• [PROMPT]:
Repeat the entire listing exactly.

"""

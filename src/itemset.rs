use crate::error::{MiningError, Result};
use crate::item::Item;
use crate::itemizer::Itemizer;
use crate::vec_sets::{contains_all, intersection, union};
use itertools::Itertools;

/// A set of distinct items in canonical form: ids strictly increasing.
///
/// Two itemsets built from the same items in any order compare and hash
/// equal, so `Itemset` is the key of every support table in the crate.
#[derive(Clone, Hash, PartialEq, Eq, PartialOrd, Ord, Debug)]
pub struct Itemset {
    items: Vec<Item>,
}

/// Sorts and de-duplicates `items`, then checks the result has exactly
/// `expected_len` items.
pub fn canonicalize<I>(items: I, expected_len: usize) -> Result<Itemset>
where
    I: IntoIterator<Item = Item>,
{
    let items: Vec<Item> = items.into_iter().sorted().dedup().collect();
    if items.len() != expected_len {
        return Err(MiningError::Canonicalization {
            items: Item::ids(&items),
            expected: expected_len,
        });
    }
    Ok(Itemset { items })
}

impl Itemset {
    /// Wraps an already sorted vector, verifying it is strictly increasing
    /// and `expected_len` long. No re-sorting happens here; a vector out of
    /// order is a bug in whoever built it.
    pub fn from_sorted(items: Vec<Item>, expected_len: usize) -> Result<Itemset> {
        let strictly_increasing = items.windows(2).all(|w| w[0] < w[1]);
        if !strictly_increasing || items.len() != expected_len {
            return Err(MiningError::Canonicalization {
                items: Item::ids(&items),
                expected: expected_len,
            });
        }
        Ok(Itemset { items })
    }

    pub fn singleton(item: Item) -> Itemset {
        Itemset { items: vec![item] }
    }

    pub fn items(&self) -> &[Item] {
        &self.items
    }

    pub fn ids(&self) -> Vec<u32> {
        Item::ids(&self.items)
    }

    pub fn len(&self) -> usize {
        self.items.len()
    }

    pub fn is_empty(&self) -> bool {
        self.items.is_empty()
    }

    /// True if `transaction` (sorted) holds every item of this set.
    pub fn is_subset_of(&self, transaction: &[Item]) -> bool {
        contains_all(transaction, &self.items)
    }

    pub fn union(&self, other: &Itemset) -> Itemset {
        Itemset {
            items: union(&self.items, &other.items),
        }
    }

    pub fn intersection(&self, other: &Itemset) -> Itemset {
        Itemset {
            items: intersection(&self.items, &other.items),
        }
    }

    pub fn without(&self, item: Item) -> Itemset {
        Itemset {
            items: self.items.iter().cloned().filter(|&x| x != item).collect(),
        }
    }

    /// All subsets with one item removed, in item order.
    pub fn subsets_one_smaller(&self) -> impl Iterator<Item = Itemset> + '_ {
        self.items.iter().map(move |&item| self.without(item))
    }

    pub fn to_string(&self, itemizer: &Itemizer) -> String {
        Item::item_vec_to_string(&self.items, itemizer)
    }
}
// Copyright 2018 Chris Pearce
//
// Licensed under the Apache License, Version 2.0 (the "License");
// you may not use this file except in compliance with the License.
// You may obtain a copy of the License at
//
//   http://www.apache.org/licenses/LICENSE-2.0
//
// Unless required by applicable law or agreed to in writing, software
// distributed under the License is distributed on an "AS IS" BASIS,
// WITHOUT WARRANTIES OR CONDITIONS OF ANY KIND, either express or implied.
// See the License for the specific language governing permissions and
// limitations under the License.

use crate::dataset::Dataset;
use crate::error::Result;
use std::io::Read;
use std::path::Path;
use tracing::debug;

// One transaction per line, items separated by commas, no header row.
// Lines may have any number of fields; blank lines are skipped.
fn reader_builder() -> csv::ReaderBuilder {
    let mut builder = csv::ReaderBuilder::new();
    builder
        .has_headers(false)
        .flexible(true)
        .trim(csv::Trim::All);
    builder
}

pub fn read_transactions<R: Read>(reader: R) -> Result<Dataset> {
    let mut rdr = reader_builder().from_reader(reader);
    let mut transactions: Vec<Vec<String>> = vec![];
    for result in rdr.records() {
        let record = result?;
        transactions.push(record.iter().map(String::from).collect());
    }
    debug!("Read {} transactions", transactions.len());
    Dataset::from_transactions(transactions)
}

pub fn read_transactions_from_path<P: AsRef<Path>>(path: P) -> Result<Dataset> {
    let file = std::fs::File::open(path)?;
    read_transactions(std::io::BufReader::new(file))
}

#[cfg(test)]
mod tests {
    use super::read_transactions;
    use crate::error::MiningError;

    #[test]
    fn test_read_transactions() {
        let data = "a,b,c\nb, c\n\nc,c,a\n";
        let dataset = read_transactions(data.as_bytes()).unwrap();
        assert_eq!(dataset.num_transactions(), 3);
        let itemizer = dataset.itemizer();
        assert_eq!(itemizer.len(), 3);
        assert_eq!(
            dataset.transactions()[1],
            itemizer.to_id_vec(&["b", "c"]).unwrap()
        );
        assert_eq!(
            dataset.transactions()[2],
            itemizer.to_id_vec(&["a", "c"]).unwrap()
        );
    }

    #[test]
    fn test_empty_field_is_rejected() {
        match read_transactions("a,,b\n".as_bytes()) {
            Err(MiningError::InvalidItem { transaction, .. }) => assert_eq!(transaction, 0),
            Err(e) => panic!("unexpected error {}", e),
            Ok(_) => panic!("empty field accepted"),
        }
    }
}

"""

• [TASK OUTPUT]:
filename src/itemset.rs
use crate::error::{MiningError, Result};
use crate::item::Item;
use crate::itemizer::Itemizer;
use crate::vec_sets::{contains_all, intersection, union};
use itertools::Itertools;

/// A set of distinct items in canonical form: ids strictly increasing.
///
/// Two itemsets built from the same items in any order compare and hash
/// equal, so `Itemset` is the key of every support table in the crate.
#[derive(Clone, Hash, PartialEq, Eq, PartialOrd, Ord, Debug)]
pub struct Itemset {
    items: Vec<Item>,
}

/// Sorts and de-duplicates `items`, then checks the result has exactly
/// `expected_len` items.
pub fn canonicalize<I>(items: I, expected_len: usize) -> Result<Itemset>
where
    I: IntoIterator<Item = Item>,
{
    let items: Vec<Item> = items.into_iter().sorted().dedup().collect();
    if items.len() != expected_len {
        return Err(MiningError::Canonicalization {
            items: Item::ids(&items),
            expected: expected_len,
        });
    }
    Ok(Itemset { items })
}

impl Itemset {
    /// Wraps an already sorted vector, verifying it is strictly increasing
    /// and `expected_len` long. No re-sorting happens here; a vector out of
    /// order is a bug in whoever built it.
    pub fn from_sorted(items: Vec<Item>, expected_len: usize) -> Result<Itemset> {
        let strictly_increasing = items.windows(2).all(|w| w[0] < w[1]);
        if !strictly_increasing || items.len() != expected_len {
            return Err(MiningError::Canonicalization {
                items: Item::ids(&items),
                expected: expected_len,
            });
        }
        Ok(Itemset { items })
    }

    pub fn singleton(item: Item) -> Itemset {
        Itemset { items: vec![item] }
    }

    pub fn items(&self) -> &[Item] {
        &self.items
    }

    pub fn ids(&self) -> Vec<u32> {
        Item::ids(&self.items)
    }

    pub fn len(&self) -> usize {
        self.items.len()
    }

    pub fn is_empty(&self) -> bool {
        self.items.is_empty()
    }

    /// True if `transaction` (sorted) holds every item of this set.
    pub fn is_subset_of(&self, transaction: &[Item]) -> bool {
        contains_all(transaction, &self.items)
    }

    pub fn union(&self, other: &Itemset) -> Itemset {
        Itemset {
            items: union(&self.items, &other.items),
        }
    }

    pub fn intersection(&self, other: &Itemset) -> Itemset {
        Itemset {
            items: intersection(&self.items, &other.items),
        }
    }

    pub fn without(&self, item: Item) -> Itemset {
        Itemset {
            items: self.items.iter().cloned().filter(|&x| x != item).collect(),
        }
    }

    /// All subsets with one item removed, in item order.
    pub fn subsets_one_smaller(&self) -> impl Iterator<Item = Itemset> + '_ {
        self.items.iter().map(move |&item| self.without(item))
    }

    pub fn to_string(&self, itemizer: &Itemizer) -> String {
        Item::item_vec_to_string(&self.items, itemizer)
    }
}
// Copyright 2018 Chris Pearce
//
// Licensed under the Apache License, Version 2.0 (the "License");
// you may not use this file except in compliance with the License.
// You may obtain a copy of the License at
//
//   http://www.apache.org/licenses/LICENSE-2.0
//
// Unless required by applicable law or agreed to in writing, software
// distributed under the License is distributed on an "AS IS" BASIS,
// WITHOUT WARRANTIES OR CONDITIONS OF ANY KIND, either express or implied.
// See the License for the specific language governing permissions and
// limitations under the License.

use crate::dataset::Dataset;
use crate::error::Result;
use std::io::Read;
use std::path::Path;
use tracing::debug;

// One transaction per line, items separated by commas, no header row.
// Lines may have any number of fields; blank lines are skipped.
fn reader_builder() -> csv::ReaderBuilder {
    let mut builder = csv::ReaderBuilder::new();
    builder
        .has_headers(false)
        .flexible(true)
        .trim(csv::Trim::All);
    builder
}

pub fn read_transactions<R: Read>(reader: R) -> Result<Dataset> {
    let mut rdr = reader_builder().from_reader(reader);
    let mut transactions: Vec<Vec<String>> = vec![];
    for result in rdr.records() {
        let record = result?;
        transactions.push(record.iter().map(String::from).collect());
    }
    debug!("Read {} transactions", transactions.len());
    Dataset::from_transactions(transactions)
}

pub fn read_transactions_from_path<P: AsRef<Path>>(path: P) -> Result<Dataset> {
    let file = std::fs::File::open(path)?;
    read_transactions(std::io::BufReader::new(file))
}

#[cfg(test)]
mod tests {
    use super::read_transactions;
    use crate::error::MiningError;

    #[test]
    fn test_read_transactions() {
        let data = "a,b,c\nb, c\n\nc,c,a\n";
        let dataset = read_transactions(data.as_bytes()).unwrap();
        assert_eq!(dataset.num_transactions(), 3);
        let itemizer = dataset.itemizer();
        assert_eq!(itemizer.len(), 3);
        assert_eq!(
            dataset.transactions()[1],
            itemizer.to_id_vec(&["b", "c"]).unwrap()
        );
        assert_eq!(
            dataset.transactions()[2],
            itemizer.to_id_vec(&["a", "c"]).unwrap()
        );
    }

    #[test]
    fn test_empty_field_is_rejected() {
        match read_transactions("a,,b\n".as_bytes()) {
            Err(MiningError::InvalidItem { transaction, .. }) => assert_eq!(transaction, 0),
            Err(e) => panic!("unexpected error {}", e),
            Ok(_) => panic!("empty field accepted"),
        }
    }
}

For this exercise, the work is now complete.